*Problem details*.
Going down the data below, set down exactly the line with "assert_relative_eq!(result.score, 1.0, epsilon" and each line after it through the line with "assert_relative_eq!(d_ab.similarity, d_ba.similarity, epsilon"; no other lines.
Segment Start: Records shown
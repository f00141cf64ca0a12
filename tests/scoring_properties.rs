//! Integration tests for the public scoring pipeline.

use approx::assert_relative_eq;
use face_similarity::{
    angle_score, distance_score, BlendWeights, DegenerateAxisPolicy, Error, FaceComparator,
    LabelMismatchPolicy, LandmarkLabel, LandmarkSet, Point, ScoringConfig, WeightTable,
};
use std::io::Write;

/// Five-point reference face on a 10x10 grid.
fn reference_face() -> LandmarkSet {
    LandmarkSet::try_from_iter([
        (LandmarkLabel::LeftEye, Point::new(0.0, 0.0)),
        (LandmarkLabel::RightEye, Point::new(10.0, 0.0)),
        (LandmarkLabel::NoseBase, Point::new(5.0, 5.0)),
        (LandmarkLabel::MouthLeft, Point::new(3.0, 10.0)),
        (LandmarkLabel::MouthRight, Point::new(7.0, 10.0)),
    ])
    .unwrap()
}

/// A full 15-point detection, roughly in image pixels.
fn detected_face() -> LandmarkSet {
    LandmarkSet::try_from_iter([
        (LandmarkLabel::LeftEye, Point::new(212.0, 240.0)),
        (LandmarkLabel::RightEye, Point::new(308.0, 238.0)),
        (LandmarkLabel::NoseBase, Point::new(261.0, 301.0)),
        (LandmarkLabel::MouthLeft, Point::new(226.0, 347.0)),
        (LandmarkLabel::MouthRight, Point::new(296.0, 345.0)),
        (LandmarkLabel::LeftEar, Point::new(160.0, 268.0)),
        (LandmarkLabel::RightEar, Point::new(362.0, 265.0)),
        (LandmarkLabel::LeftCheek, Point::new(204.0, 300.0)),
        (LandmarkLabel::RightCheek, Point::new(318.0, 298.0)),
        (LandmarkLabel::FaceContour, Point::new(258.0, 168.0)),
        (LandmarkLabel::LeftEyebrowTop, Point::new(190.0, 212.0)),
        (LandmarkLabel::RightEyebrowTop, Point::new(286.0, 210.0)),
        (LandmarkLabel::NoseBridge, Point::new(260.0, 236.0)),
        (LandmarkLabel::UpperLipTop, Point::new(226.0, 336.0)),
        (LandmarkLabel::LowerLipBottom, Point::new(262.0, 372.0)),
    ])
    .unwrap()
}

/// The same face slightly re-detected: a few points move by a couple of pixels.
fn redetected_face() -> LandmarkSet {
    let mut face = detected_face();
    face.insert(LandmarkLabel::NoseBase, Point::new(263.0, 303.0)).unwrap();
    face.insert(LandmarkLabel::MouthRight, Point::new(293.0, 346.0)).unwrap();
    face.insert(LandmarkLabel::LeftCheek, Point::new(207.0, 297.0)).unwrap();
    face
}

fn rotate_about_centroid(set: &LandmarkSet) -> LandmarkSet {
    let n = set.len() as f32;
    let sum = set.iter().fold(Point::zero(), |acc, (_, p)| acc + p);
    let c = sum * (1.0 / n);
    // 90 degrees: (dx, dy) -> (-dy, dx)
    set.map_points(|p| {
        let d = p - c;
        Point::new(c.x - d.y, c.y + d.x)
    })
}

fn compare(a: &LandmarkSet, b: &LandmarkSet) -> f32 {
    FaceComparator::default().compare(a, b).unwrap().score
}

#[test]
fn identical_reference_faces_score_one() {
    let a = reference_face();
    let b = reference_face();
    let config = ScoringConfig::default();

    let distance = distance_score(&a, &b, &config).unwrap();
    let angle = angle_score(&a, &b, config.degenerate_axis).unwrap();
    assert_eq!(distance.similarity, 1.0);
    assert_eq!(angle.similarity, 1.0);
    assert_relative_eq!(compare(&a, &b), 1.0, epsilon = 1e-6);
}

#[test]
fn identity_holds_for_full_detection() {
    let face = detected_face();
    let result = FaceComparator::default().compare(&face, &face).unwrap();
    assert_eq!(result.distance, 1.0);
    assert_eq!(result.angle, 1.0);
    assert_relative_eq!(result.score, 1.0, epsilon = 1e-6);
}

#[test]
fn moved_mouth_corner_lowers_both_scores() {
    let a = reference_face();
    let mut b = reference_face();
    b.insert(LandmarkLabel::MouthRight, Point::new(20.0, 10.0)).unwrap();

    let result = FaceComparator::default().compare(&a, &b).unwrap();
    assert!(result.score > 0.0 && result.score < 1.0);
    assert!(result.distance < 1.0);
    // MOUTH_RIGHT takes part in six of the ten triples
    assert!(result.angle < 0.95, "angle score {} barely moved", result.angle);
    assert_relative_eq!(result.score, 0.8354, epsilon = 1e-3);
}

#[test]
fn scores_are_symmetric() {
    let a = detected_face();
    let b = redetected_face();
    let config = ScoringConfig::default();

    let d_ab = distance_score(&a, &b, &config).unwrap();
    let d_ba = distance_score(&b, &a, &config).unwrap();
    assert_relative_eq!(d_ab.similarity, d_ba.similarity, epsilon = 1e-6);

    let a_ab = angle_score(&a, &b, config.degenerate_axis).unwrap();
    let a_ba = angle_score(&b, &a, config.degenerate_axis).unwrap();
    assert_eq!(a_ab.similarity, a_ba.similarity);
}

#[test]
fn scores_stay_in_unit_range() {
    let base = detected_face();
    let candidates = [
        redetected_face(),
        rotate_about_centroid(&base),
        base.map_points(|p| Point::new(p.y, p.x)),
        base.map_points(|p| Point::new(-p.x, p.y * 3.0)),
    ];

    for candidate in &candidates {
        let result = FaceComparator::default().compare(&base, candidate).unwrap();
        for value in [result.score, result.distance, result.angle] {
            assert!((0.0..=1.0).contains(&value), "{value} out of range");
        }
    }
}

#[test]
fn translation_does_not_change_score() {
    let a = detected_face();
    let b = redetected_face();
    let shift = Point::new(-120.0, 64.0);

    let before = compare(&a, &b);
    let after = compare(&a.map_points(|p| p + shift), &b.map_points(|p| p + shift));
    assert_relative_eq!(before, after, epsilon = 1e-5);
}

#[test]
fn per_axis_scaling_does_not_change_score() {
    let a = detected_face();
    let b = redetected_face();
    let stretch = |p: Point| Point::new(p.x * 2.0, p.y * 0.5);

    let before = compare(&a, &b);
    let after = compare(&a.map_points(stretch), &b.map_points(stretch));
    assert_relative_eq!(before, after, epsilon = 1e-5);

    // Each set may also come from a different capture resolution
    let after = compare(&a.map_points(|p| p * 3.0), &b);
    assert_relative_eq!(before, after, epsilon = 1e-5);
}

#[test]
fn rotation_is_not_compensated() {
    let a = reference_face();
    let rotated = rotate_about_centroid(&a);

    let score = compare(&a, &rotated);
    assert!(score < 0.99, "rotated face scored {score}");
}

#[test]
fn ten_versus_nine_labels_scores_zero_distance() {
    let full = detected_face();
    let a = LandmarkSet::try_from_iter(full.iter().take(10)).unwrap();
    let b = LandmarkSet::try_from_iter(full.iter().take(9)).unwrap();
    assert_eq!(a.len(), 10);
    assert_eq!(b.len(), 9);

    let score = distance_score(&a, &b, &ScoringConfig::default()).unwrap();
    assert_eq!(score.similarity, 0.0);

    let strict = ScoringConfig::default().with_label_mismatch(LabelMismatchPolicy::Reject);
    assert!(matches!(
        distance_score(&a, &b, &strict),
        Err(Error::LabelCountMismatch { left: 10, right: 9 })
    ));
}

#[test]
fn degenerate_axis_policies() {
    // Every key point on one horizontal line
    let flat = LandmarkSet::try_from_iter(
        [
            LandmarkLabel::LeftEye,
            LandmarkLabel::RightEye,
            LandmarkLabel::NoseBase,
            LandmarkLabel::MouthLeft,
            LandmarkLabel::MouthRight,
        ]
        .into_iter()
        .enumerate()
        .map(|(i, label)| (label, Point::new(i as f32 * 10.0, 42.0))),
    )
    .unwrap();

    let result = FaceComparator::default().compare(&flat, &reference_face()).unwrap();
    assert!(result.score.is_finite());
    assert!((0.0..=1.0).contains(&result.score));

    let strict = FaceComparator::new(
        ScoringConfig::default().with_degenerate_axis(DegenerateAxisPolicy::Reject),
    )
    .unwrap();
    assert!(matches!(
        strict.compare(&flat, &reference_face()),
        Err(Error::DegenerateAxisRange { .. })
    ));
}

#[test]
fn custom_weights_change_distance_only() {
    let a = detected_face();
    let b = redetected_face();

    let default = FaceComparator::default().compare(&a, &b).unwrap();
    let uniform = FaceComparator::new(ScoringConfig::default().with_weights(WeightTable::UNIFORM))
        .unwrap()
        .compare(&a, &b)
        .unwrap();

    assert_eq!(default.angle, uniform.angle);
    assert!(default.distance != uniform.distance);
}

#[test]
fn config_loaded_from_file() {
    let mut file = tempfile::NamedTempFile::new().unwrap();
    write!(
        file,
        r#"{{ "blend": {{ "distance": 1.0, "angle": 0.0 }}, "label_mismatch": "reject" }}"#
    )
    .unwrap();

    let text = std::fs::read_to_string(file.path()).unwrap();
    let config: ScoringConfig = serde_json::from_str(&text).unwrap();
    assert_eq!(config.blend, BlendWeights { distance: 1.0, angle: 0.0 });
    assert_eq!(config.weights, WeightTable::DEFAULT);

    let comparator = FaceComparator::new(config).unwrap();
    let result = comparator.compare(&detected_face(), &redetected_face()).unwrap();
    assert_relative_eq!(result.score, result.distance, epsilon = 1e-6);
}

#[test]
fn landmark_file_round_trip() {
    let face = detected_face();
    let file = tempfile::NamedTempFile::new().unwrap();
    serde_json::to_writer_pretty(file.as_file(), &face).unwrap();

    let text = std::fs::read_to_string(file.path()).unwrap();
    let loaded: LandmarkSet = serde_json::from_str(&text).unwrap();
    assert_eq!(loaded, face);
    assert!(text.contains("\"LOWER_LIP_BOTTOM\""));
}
Segment End: Records shown
*Written reply*.
    assert_relative_eq!(result.score, 1.0, epsilon = 1e-6);
}

#[test]
fn moved_mouth_corner_lowers_both_scores() {
    let a = reference_face();
    let mut b = reference_face();
    b.insert(LandmarkLabel::MouthRight, Point::new(20.0, 10.0)).unwrap();

    let result = FaceComparator::default().compare(&a, &b).unwrap();
    assert!(result.score > 0.0 && result.score < 1.0);
    assert!(result.distance < 1.0);
    // MOUTH_RIGHT takes part in six of the ten triples
    assert!(result.angle < 0.95, "angle score {} barely moved", result.angle);
    assert_relative_eq!(result.score, 0.8354, epsilon = 1e-3);
}

#[test]
fn scores_are_symmetric() {
    let a = detected_face();
    let b = redetected_face();
    let config = ScoringConfig::default();

    let d_ab = distance_score(&a, &b, &config).unwrap();
    let d_ba = distance_score(&b, &a, &config).unwrap();
    assert_relative_eq!(d_ab.similarity, d_ba.similarity, epsilon = 1e-6);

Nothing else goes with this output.